Foi primeiro sob a alçada da Primeira-Ministra Luisa Diogo. A seguir… o Primeiro-Ministro Bonifacio Aires Ali.Depois… o Primeiro-Ministro Carlos Agostinho do Rosário.  E agora…com a Primeira-Ministra Maria Benvinda Levy. Claro, todos sob a liderança dos então Presidentes da República: Armando Guebuza, Filipe Jacinto Nyusi e, agora,de Daniel Chapo.

Mais de 25 anos escrevendo debatendo, corrigindo, comentando, defendendo, inclusivamente junto de diferentes bancadas da Assembleia da República, de diferentes legislaturas.

Os documentos em causa já tiveram mais de cinco versões, em que  a versão seguinte parece pior que a antecedente! E nenhuma das (provisoriamente) últimas versões vai corresponder à versão adoptada por consenso, resultante das tantas auscultações promovidas pela mesma entidade: o Gabinete de Informação (GABINFO)!

Estou a falar, bem se vê, das já muito célebres propostas das Leis de Comunicação e da Radiodifusão!

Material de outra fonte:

impl<'g> GraphTranscriber<'g> {
    fn trace(&self, message: impl FnOnce() -> String) {
        if self.options.transcribe_log {
            tracing::debug!(target: "conform::transcribe", "{}", message());
        }
    }

    /// One composition mob becomes one timeline.
    fn composition_timeline(&mut self, mob: &Mob) -> Timeline {
        self.trace(|| format!("timeline from composition '{}'", mob.display_name()));

        let mut timeline = Timeline::new(mob.display_name());
        timeline.global_start = mob
            .start_timecode()
            .map(|tc| RationalTime::new(tc.start, tc.edit_rate));

        let mut slot_to_track: HashMap<u32, usize> = HashMap::new();
        let mut physical_to_track: HashMap<u32, usize> = HashMap::new();
        let mut pending_markers: Vec<(usize, Fraction, SlotMarker)> = Vec::new();

        for slot in mob.ordered_media_slots() {
            let track_index = timeline.tracks.len();
            let track = self.track_from_slot(slot);
            slot_to_track.insert(slot.id, track_index);
            if let Some(physical) = slot.physical_track {
                physical_to_track.entry(physical).or_insert(track_index);
            }
            for marker in &slot.markers {
                pending_markers.push((track_index, slot.edit_rate, marker.clone()));
            }
            timeline.tracks.push(track);
        }

        self.place_markers(
            &mut timeline,
            &slot_to_track,
            &physical_to_track,
            pending_markers,
        );
        timeline
    }

    fn track_from_slot(&mut self, slot: &Slot) -> Track {
        let kind = match &slot.media_kind {
            MediaKind::Picture => TrackKind::Video,
            MediaKind::Sound => TrackKind::Audio,
            MediaKind::Other(other) => TrackKind::Other(other.clone()),
        };
        let rate = slot.edit_rate;
        self.current_kind = kind.clone();
        let mut track = Track::new(slot.name.clone().unwrap_or_default(), kind, rate);

        // A slot-level effect group that is not a time warp wraps the whole
        // sequence (e.g. a channel-level gain); descend to its content.
        let mut segment = &slot.segment;
        while let Segment::OperationGroup {
            operation,
            inputs,
            ..
        } = segment
        {
            if operation.is_time_warp || inputs.len() != 1 {
                break;
            }
            self.diags.record(Diagnostic::structural(format!(
                "slot {} effect '{}' has no counterpart; transcribing its input",
                slot.id, operation.name
            )));
            segment = &inputs[0];
        }

        let components = match segment {
            Segment::Sequence { children } => children.as_slice(),
            other => std::slice::from_ref(other),
        };
        track.items = self.items_from_components(components, rate);
        carve_transitions(&mut track.items, rate, &mut self.diags);
        track
    }

    fn items_from_components(&mut self, components: &[Segment], rate: Fraction) -> Vec<Item> {
        let mut items = Vec::with_capacity(components.len());
        for component in components {
            match component {
                // A sequence nested directly in a sequence is a grouping
                // artifact; inline its children.
                Segment::Sequence { children } => {
                    items.extend(self.items_from_components(children, rate));
                }
                other => {
                    if let Some(item) = self.item_from_segment(other, rate) {
                        items.push(item);
                    }
                }
            }
        }
        items
    }

    fn item_from_segment(&mut self, segment: &Segment, rate: Fraction) -> Option<Item> {
        match segment {
            Segment::Timecode { .. } => None,

            Segment::Filler { length } => {
                self.trace(|| format!("gap of {length}"));
                Some(Item::Gap(Gap::new(RationalTime::new(*length, rate))))
            }

            Segment::SourceClip {
                mob,
                slot,
                start,
                length,
            } => Some(self.clip_or_stack(*mob, *slot, *start, *length, rate)),

            Segment::Transition { length, cut_point } => {
                if *cut_point < 0 || *cut_point > *length || *length < 0 {
                    self.diags.record(Diagnostic::structural(format!(
                        "transition cut point {cut_point} outside its length {length}; substituting gap"
                    )));
                    return Some(Item::Gap(Gap::new(RationalTime::new(
                        (*length).max(0),
                        rate,
                    ))));
                }
                self.trace(|| format!("transition of {length} cut at {cut_point}"));
                Some(Item::Transition(Transition {
                    name: String::new(),
                    in_offset: RationalTime::new(*cut_point, rate),
                    out_offset: RationalTime::new(length - cut_point, rate),
                }))
            }

            Segment::OperationGroup {
                operation,
                length,
                inputs,
                parameters,
            } => {
                let Some(input) = inputs.first() else {
                    self.diags.record(Diagnostic::structural(format!(
                        "effect '{}' wraps no input; substituting gap of {length}",
                        operation.name
                    )));
                    return Some(Item::Gap(Gap::new(RationalTime::new(*length, rate))));
                };

                let Some(inner) = self.item_from_segment(input, rate) else {
                    self.diags.record(Diagnostic::structural(format!(
                        "effect '{}' wraps untranscribable content; substituting gap of {length}",
                        operation.name
                    )));
                    return Some(Item::Gap(Gap::new(RationalTime::new(*length, rate))));
                };

                if !operation.is_time_warp {
                    self.diags.record(Diagnostic::structural(format!(
                        "effect '{}' has no counterpart; transcribing its input",
                        operation.name
                    )));
                    return Some(inner);
                }

                let Item::Clip(mut clip) = inner else {
                    self.diags.record(Diagnostic::structural(format!(
                        "time warp '{}' wraps a {}; effect dropped",
                        operation.name,
                        input.kind_name()
                    )));
                    return Some(inner);
                };

                match speed::classify(parameters, *length, self.options.bake_keyframed_properties)
                {
                    SpeedRamp::Unity => {}
                    SpeedRamp::Linear(scale) => {
                        if scale != Fraction::ONE {
                            clip.time_scale = Some(scale);
                        }
                    }
                    SpeedRamp::Baked(map) => clip.time_warp = Some(map),
                    SpeedRamp::Unsupported { reason } => {
                        self.diags.record(Diagnostic::structural(format!(
                            "time warp '{}' dropped, clip kept at unity speed: {reason}",
                            operation.name
                        )));
                    }
                }

                // The group's declared length is the played duration.
                clip.source_range.duration = RationalTime::new(*length, rate);
                Some(Item::Clip(clip))
            }

            Segment::Selector {
                selected,
                alternates,
                length,
            } => {
                // A filler in the selected branch marks a muted clip; the
                // single alternate carries the content.
                if matches!(**selected, Segment::Filler { .. }) {
                    if alternates.len() != 1 {
                        self.diags.record(Diagnostic::structural(format!(
                            "muted selector has {} alternates instead of one; substituting gap",
                            alternates.len()
                        )));
                        return Some(Item::Gap(Gap::new(RationalTime::new(*length, rate))));
                    }
                    self.diags.record(Diagnostic::structural(
                        "selector is muted; transcribing its alternate as enabled content",
                    ));
                    return self.item_from_segment(&alternates[0], rate);
                }
                self.item_from_segment(selected, rate)
            }

            Segment::Sequence { children } => {
                // A sequence in item position (e.g. inside an effect)
                // becomes a nested single-track stack.
                let mut inner = Track::new("", self.current_kind.clone(), rate);
                inner.items = self.items_from_components(children, rate);
                carve_transitions(&mut inner.items, rate, &mut self.diags);
                let mut stack = Stack::new("");
                stack.tracks.push(inner);
                Some(Item::Stack(stack))
            }
        }
    }

    fn clip_or_stack(
        &mut self,
        mob_id: MobId,
        slot_id: u32,
        start: i64,
        length: i64,
        rate: Fraction,
    ) -> Item {
        let Some(target) = self.graph.get(mob_id) else {
            self.diags.record(Diagnostic::reference(format!(
                "source clip references missing mob {mob_id}; substituting placeholder"
            )));
            return placeholder_clip(mob_id, start, length, rate);
        };

        if target.is_composition() {
            if self.visiting.contains(&mob_id) {
                self.diags.record(Diagnostic::reference(format!(
                    "composition '{}' references itself through its own nesting; \
                     substituting placeholder",
                    target.display_name()
                )));
                return placeholder_clip(mob_id, start, length, rate);
            }
            self.trace(|| format!("stack from nested composition '{}'", target.display_name()));
            self.visiting.push(mob_id);
            let nested = self.composition_timeline(target);
            self.visiting.pop();

            let mut stack = Stack::new(nested.name);
            stack.source_range = Some(TimeRange::from_frames(start, length, rate));
            stack.tracks = nested.tracks;
            stack.markers = nested.markers;
            return Item::Stack(stack);
        }

        match self.resolver.resolve(mob_id, slot_id) {
            Resolution::Source(resolved) => {
                self.trace(|| format!("clip '{}' ({length} at {rate})", resolved.name));
                let available_start = match timemap::time_to_frames(resolved.available.start, rate)
                {
                    Ok(frames) => frames,
                    Err(_) => {
                        self.diags.record(Diagnostic::rate_precision(format!(
                            "source availability at rate {} does not align with slot rate \
                             {rate}; rounding down",
                            resolved.available.start.rate
                        )));
                        timemap::time_to_frames_floor(resolved.available.start, rate)
                    }
                };
                let source_range = TimeRange::from_frames(available_start + start, length, rate);
                let source = match &resolved.locator {
                    Some(url) => SourceRef::Media {
                        name: resolved.name.clone(),
                        url: Some(url.clone()),
                        available_range: Some(resolved.available),
                    },
                    None => SourceRef::Missing {
                        name: resolved.name.clone(),
                    },
                };
                Item::Clip(Clip {
                    name: resolved.name,
                    source,
                    source_range,
                    time_scale: None,
                    time_warp: None,
                    markers: Vec::new(),
                })
            }
            Resolution::Dangling { mob, reason } => {
                self.diags.record(Diagnostic::reference(format!(
                    "reference chain through {mob} is dangling ({reason}); \
                     substituting placeholder"
                )));
                placeholder_clip(mob_id, start, length, rate)
            }
        }
    }

    /// Move slot-declared markers to their destination tracks, then (when
    /// requested) onto the nearest item containing their position.
    ///
    /// A marker may describe content on another slot, named by slot id or
    /// by physical track number.
    fn place_markers(
        &mut self,
        timeline: &mut Timeline,
        slot_to_track: &HashMap<u32, usize>,
        physical_to_track: &HashMap<u32, usize>,
        pending: Vec<(usize, Fraction, SlotMarker)>,
    ) {
        for (declared_on, declared_rate, slot_marker) in pending {
            let target = match (slot_marker.attached_slot, slot_marker.attached_track) {
                (Some(slot_id), _) => slot_to_track.get(&slot_id).copied(),
                (None, Some(physical)) => physical_to_track.get(&physical).copied(),
                (None, None) => Some(declared_on),
            };

            let Some(track_index) = target else {
                self.diags.record(Diagnostic::structural(format!(
                    "marker '{}' describes a slot that produced no track; \
                     keeping it at timeline scope",
                    slot_marker.comment
                )));
                timeline
                    .markers
                    .push(marker_from_slot(&slot_marker, declared_rate));
                continue;
            };

            let track = &mut timeline.tracks[track_index];
            let mut marker = marker_from_slot(&slot_marker, declared_rate);
            if declared_rate != track.rate {
                // Cross-slot markers are re-based onto the target track's
                // rate at the slot boundary.
                marker.position = match marker.position.rescaled_to(track.rate) {
                    Ok(position) => position,
                    Err(_) => {
                        self.diags.record(Diagnostic::rate_precision(format!(
                            "marker '{}' at rate {declared_rate} does not align with track \
                             rate {}; rounding down",
                            marker.name, track.rate
                        )));
                        marker.position.rescaled_to_floor(track.rate)
                    }
                };
                marker.duration = marker.duration.rescaled_to_floor(track.rate);
            }
            if self.options.attach_markers {
                attach_to_nearest(track, marker);
            } else {
                track.markers.push(marker);
            }
        }
    }
}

Participei, muito activamente, na preparação de ambas, desde 2006, na qualidade de Presidente do MISA Moçambique (2005-2010) e no periodo 2015-2021, na de Presidente do Conselho Superior da Comunicação Social. E sobre qualquer das duas fases escrevi abundamente.

Entretanto, na última legislatura ,  o processo conheceu um impasse sem prededentes: para a surpresa total de todas as entidades – incluindo do próprio Conselho Superior da Comunicação, do MISA Moçambique e do Sindicato Nacional de Jornalistas  e empresas da indústria mediatica – o governo remeteu à Assembleia da República um pacote que incluia uma entidade absolutamente estranha a um quadro de pluralismo mediátiaco: uma entidade reguladora da comunicação social  subordinada ao Conselho de Ministros! Ou seja: uma instituição para o controlo político da Media.

Na falta de consenso sobre o enquadramento de tal órgão para a garantia do execicio dos direitos de liberdade de expressão, de informação e de imprensa, o CSCS ,em resposta a um pedido da Comissao de Assuntos Constitucionais, Direitos  Humanos  e de Legalidade (da Assembleia da República) exarou um parecer negativo, a esta proposta. Foi uma decisão extrema! Mas tinha-se tornado inevitavel.

Hoje, de novo, somos chamados a novas….”auscultações”, em torno dos mesmos instrumentos. Não! Em torno do mesmo assunto, porém com, novamente, propostas novas! Propostas diferentes das anteriores. Porém, sem clareza sobre o que se mudou e por que se mudou.

Mais ainda: alterações sem a certeza de que as novas versões são melhores do que as anteriores. E, afinal, não são!

A nova proposta da Lei da Comunicação Social é uma peça legislativa de qualidade francamente…fraca!

Desde o simples plano de definição do seu objecto até à redacção das suas diferentes disposições. A qualidade linguistica é por demais sofrida, afectando, naturalmente, a clareza do que se pretende regular. Está afectada por formulações juridicas ambíguas, susceptiveis de diferentes interpretações.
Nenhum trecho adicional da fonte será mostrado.